Switzerland’s advantages in the fight against COVID-19

Switzerland is facing a dramatic economic downturn, and its private sector is unlikely to emerge from the COVID-19 pandemic and the massive restrictions on everyday life, in Switzerland and its trading partners, with merely short-term damage. The Swiss State Secretariat for Economic Affairs (SECO) now estimates that the country’s GDP will decline by almost 7% in 2020; as recently as late March, the same experts were assuming a decline of 1.5%.

Although the scale of the economic downturn cannot yet accurately be quantified, and the forecasts are highly uncertain, many observers are seeking to put the crisis in historical context and compare it to other pandemics. The comparison they most frequently make is with the Spanish flu pandemic that followed the First World War and killed around 40 million people over two years, including around 25,000 in Switzerland.

Of course, Spanish flu and COVID-19 are difficult to compare, not least as the health system 100 years ago was far less sophisticated, and the Spanish flu claimed the lives of many young people. Nonetheless, comparing the economic impact of the two pandemics produces some interesting insights.

Advantages of digitisation

First, COVID-19 is likely to result in a more significant economic downturn than the Spanish flu. Economists at Harvard have recently calculated that around the world the flu pandemic caused an average decline in real-terms GDP of around 6% – and, as SECO’s estimates show, that figure is likely to be higher in the countries most severely affected by COVID-19, which include Switzerland. In particular, the restrictions in place 100 years ago were much less drastic and had less impact on the economy. The Swiss Government did not close down the majority of public life, as it has in 2020.

Second, Switzerland has a well-developed welfare state and other instruments it can deploy. Even if the economy contracts more as a result of COVID-19 than the Spanish flu, the country is in a much better position to cushion the labour market impact by deploying social policy measures. For example, Switzerland has a compulsory unemployment insurance scheme and short-time working compensation arrangements. The government has also agreed a wide-ranging business loan programme with the banks, which is helping to keep companies solvent.

Third, the structure of the economy has been transformed over the past 100 years. In 1920, just 30% of all Swiss employees were employed in the service sector; that figure is now almost 80%. Digital technology has also enabled many sectors to move their operations online over recent decades and, during a pandemic, that is a huge benefit both to service providers and to consumers. Large parts of the country and the economy are in lockdown, but many services can still be generated and delivered online – something that would have been unimaginable during the Spanish flu pandemic.

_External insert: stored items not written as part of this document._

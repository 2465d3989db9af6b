//! Lexer for Roze using logos with string interning.
//!
//! Newlines are significant (they separate statements) and are kept as
//! tokens; comments and horizontal whitespace are dropped. Lexical errors
//! become [`TokenKind::Error`] tokens so the parser can report them in
//! source order alongside its own diagnostics.

mod lex_error;
mod token;

pub use lex_error::LexErrorKind;
pub use token::{Token, TokenKind, TokenList};

use logos::Logos;
use roze_diagnostic::Diagnostic;
use roze_ir::{Span, StringInterner};

/// What logos recognises before names are interned.
///
/// Punctuation and keywords map straight to their [`TokenKind`]; only
/// literals and names need a second look in [`lex`].
#[derive(Logos, Debug, Clone, Copy, PartialEq)]
#[logos(error = LexErrorKind)]
#[logos(skip r"[ \t\r]+")]
#[logos(skip r"//[^\n]*")]
enum Scanned {
    #[token("\n", |_| TokenKind::Newline)]
    #[token("fn", |_| TokenKind::Fn)]
    #[token("true", |_| TokenKind::True)]
    #[token("false", |_| TokenKind::False)]
    #[token("(", |_| TokenKind::LParen)]
    #[token(")", |_| TokenKind::RParen)]
    #[token("{", |_| TokenKind::LBrace)]
    #[token("}", |_| TokenKind::RBrace)]
    #[token("[", |_| TokenKind::LBracket)]
    #[token("]", |_| TokenKind::RBracket)]
    #[token(",", |_| TokenKind::Comma)]
    #[token(":", |_| TokenKind::Colon)]
    #[token(";", |_| TokenKind::Semicolon)]
    #[token(":=", |_| TokenKind::ColonEq)]
    #[token("+=", |_| TokenKind::PlusEq)]
    #[token(">>>", |_| TokenKind::GtGtGt)]
    #[token(">>", |_| TokenKind::GtGt)]
    #[token("&&", |_| TokenKind::AmpAmp)]
    #[token("||", |_| TokenKind::PipePipe)]
    #[token("==", |_| TokenKind::EqEq)]
    #[token("!=", |_| TokenKind::NotEq)]
    #[token("<", |_| TokenKind::Lt)]
    #[token("<=", |_| TokenKind::LtEq)]
    #[token(">", |_| TokenKind::Gt)]
    #[token(">=", |_| TokenKind::GtEq)]
    #[token("..", |_| TokenKind::DotDot)]
    #[token("+", |_| TokenKind::Plus)]
    #[token("-", |_| TokenKind::Minus)]
    #[token("*", |_| TokenKind::Star)]
    #[token("/", |_| TokenKind::Slash)]
    #[token("%", |_| TokenKind::Percent)]
    #[token("!", |_| TokenKind::Bang)]
    Fixed(TokenKind),

    #[regex(r"[0-9]+", |lex| {
        lex.slice()
            .parse::<u64>()
            .ok()
            .filter(|&magnitude| magnitude <= i64::MIN.unsigned_abs())
            .ok_or(LexErrorKind::InvalidNumber)
    })]
    Int(u64),

    #[regex(r"[0-9]+\.[0-9]+([eE][+-]?[0-9]+)?", |lex| {
        lex.slice().parse::<f64>().map_err(|_| LexErrorKind::InvalidNumber)
    })]
    Float(f64),

    /// Quoted text, escapes still raw. Newlines end a string.
    #[regex(r#""([^"\\\n\r]|\\.)*""#)]
    Quoted,

    #[regex(r#""([^"\\\n\r]|\\.)*"#)]
    Unclosed,

    #[regex(r"#[a-zA-Z_][a-zA-Z0-9_]*")]
    Tag,

    /// `#!` line; skipped at offset 0, an error anywhere else.
    #[regex(r"#![^\n]*")]
    Shebang,

    #[regex(r"[a-zA-Z_][a-zA-Z0-9_]*")]
    Ident,
}

/// Tokenize `source`. The list always ends with [`TokenKind::Eof`].
///
/// Lexing never fails: bad input becomes [`TokenKind::Error`] tokens, which
/// [`lex_errors`] turns into diagnostics.
pub fn lex(source: &str, interner: &StringInterner) -> TokenList {
    let mut tokens = TokenList::new();
    let mut scanner = Scanned::lexer(source);

    while let Some(scanned) = scanner.next() {
        let span = Span::from_range(scanner.span());
        let text = scanner.slice();
        let kind = match scanned {
            Ok(Scanned::Fixed(kind)) => kind,
            Ok(Scanned::Int(value)) => TokenKind::Int(value),
            Ok(Scanned::Float(value)) => TokenKind::Float(value.to_bits()),
            Ok(Scanned::Quoted) => {
                let body = &text[1..text.len() - 1];
                unescape(body).map_or_else(TokenKind::Error, |value| {
                    TokenKind::String(interner.intern(&value))
                })
            }
            Ok(Scanned::Unclosed) => TokenKind::Error(LexErrorKind::UnterminatedString),
            Ok(Scanned::Tag) => TokenKind::Tag(interner.intern(text)),
            Ok(Scanned::Ident) => TokenKind::Ident(interner.intern(text)),
            Ok(Scanned::Shebang) if span.start == 0 => continue,
            Ok(Scanned::Shebang) => TokenKind::Error(LexErrorKind::InvalidCharacter),
            Err(error) => TokenKind::Error(error),
        };
        tokens.push(Token::new(kind, span));
    }

    let end = u32::try_from(source.len()).unwrap_or(u32::MAX);
    tokens.push(Token::new(TokenKind::Eof, Span::point(end)));
    tokens
}

/// One diagnostic per error token, in source order.
pub fn lex_errors(source: &str, tokens: &TokenList) -> Vec<Diagnostic> {
    let mut diagnostics = Vec::new();
    for token in tokens {
        if let TokenKind::Error(error) = token.kind {
            let text = source.get(token.span.to_range()).unwrap_or_default();
            diagnostics.push(error.to_diagnostic(token.span, text));
        }
    }
    diagnostics
}

fn unescape(body: &str) -> Result<String, LexErrorKind> {
    let mut out = String::with_capacity(body.len());
    let mut chars = body.chars();
    while let Some(c) = chars.next() {
        let decoded = match c {
            '\\' => match chars.next() {
                Some('n') => '\n',
                Some('t') => '\t',
                Some(quoted @ ('\\' | '"')) => quoted,
                _ => return Err(LexErrorKind::InvalidEscape),
            },
            other => other,
        };
        out.push(decoded);
    }
    Ok(out)
}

Almost every second person working from home

This digitalisation of the economy, coupled with many employees’ ability to work from home, is helping to reduce the economic fallout from the pandemic. A representative survey carried out by Deloitte shows that since the COVID-19 outbreak in mid-March, the proportion of Swiss employees working from home for at least half a day a week has almost doubled, from 25% to just under 50%, and so almost half the workforce is now working from home. A more detailed breakdown by sector reveals considerable diversity, however. A sector by sector comparison of the proportion of the workforce working from home with the proportion unable to continue working (and either placed on short-time working compensation or made redundant) shows a marked negative correlation: the more employees are able to work from home in a given sector, the less likely the sector is to shut down operations and make staff redundant.

Reduction in hours of work and remote-working by sector (percentage of employees)

The chart shows that the most negative impact has been on employees in hotels and catering, where just 14% of the workforce are able to work from home and more than 30% have had to stop working altogether. At the other end of the spectrum is the ICT sector and banking and insurance, where most of the workforce are now working from home and only a small number have been unable to continue working. The health sector is the outlier here – hardly surprising given the special status it has in the front line of the COVID-19 outbreak. Of course, the proportion of the workforce in any given sector able to work from home is not the only factor affecting how many people stop working. Another important factor is whether employees can carry out their work without direct contact with other people. In sectors where this is the case, the Swiss Government’s lockdown decision has, in fact, had very little impact.

To sum up, the severe restrictions placed on the economy in response to COVID-19 are likely to trigger a greater decline in GDP than the Spanish flu pandemic did. However, Switzerland now has modern economic tools that will help the country to cushion the social impact. These include not only unemployment insurance, short-time working compensation arrangements and business loans but also digitalisation and remote-working. Without these tools, the damage to the Swiss economy would undoubtedly be far greater.

This text was published on 14 May 2020 as an opinion article in Finanz und Wirtschaft.